▸ **What you will do**
In the records below, some lines hold the word "iter". Copy each of those lines.

(Beginning of Records shown)

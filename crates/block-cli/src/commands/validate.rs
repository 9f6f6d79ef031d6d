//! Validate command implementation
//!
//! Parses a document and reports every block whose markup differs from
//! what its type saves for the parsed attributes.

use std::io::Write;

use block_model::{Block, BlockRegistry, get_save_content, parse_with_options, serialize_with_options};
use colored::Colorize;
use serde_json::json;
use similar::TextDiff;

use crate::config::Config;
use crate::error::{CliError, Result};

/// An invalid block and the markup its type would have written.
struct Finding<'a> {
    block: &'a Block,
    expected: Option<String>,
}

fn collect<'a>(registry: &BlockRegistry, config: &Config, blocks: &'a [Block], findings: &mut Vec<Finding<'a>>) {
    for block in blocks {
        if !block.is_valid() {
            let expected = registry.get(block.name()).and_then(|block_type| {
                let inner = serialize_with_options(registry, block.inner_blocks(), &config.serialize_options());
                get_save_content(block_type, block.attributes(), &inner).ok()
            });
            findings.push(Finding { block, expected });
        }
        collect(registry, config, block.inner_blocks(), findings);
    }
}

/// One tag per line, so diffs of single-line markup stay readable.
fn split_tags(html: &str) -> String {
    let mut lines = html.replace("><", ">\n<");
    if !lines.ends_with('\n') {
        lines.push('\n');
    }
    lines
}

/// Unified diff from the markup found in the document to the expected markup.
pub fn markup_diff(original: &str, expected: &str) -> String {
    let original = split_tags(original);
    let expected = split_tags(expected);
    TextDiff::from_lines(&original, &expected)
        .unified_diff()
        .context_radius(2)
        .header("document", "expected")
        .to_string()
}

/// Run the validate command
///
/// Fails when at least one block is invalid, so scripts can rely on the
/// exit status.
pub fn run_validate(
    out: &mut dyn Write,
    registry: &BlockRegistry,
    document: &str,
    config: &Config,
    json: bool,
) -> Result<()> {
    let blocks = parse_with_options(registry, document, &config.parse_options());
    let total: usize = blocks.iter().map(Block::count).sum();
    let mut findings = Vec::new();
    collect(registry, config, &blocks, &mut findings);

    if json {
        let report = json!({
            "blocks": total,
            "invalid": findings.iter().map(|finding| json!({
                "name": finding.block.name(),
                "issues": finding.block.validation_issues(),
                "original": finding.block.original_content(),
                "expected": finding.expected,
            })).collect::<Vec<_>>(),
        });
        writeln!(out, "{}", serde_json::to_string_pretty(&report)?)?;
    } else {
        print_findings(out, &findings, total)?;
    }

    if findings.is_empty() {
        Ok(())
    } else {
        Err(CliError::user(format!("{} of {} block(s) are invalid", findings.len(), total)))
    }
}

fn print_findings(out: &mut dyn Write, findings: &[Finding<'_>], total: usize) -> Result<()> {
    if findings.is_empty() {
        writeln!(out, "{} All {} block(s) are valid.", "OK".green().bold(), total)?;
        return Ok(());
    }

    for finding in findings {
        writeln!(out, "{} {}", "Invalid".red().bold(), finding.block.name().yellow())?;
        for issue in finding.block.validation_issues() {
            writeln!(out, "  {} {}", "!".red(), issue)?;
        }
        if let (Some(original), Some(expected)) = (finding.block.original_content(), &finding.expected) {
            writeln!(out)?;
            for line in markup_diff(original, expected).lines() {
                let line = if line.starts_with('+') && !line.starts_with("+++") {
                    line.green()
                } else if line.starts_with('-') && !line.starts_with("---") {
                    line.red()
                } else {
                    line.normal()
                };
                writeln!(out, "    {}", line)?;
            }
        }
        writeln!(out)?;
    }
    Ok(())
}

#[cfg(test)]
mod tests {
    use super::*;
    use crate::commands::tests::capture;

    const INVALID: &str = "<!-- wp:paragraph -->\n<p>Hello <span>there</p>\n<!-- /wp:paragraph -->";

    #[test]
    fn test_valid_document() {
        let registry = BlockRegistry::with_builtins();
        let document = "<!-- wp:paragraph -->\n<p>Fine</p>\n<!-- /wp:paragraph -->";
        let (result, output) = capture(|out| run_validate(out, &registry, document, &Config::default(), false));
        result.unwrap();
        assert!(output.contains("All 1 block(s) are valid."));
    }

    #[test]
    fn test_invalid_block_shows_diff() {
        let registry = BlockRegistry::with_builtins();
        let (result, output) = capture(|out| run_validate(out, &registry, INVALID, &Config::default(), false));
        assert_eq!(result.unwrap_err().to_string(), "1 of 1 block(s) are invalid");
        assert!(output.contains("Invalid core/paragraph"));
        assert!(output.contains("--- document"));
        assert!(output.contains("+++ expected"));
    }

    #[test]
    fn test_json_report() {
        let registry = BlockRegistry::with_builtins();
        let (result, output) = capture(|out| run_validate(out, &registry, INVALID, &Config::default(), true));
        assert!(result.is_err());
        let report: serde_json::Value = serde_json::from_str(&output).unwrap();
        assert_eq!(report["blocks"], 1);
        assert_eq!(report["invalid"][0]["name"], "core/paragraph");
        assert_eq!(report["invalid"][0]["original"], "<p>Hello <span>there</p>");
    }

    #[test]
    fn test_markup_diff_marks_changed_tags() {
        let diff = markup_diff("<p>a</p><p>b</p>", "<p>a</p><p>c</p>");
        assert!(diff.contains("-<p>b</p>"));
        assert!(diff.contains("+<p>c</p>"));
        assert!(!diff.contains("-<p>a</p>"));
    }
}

(End of Records shown)

▸ **Answer section**
    let total: usize = blocks.iter().map(Block::count).sum();
            "invalid": findings.iter().map(|finding| json!({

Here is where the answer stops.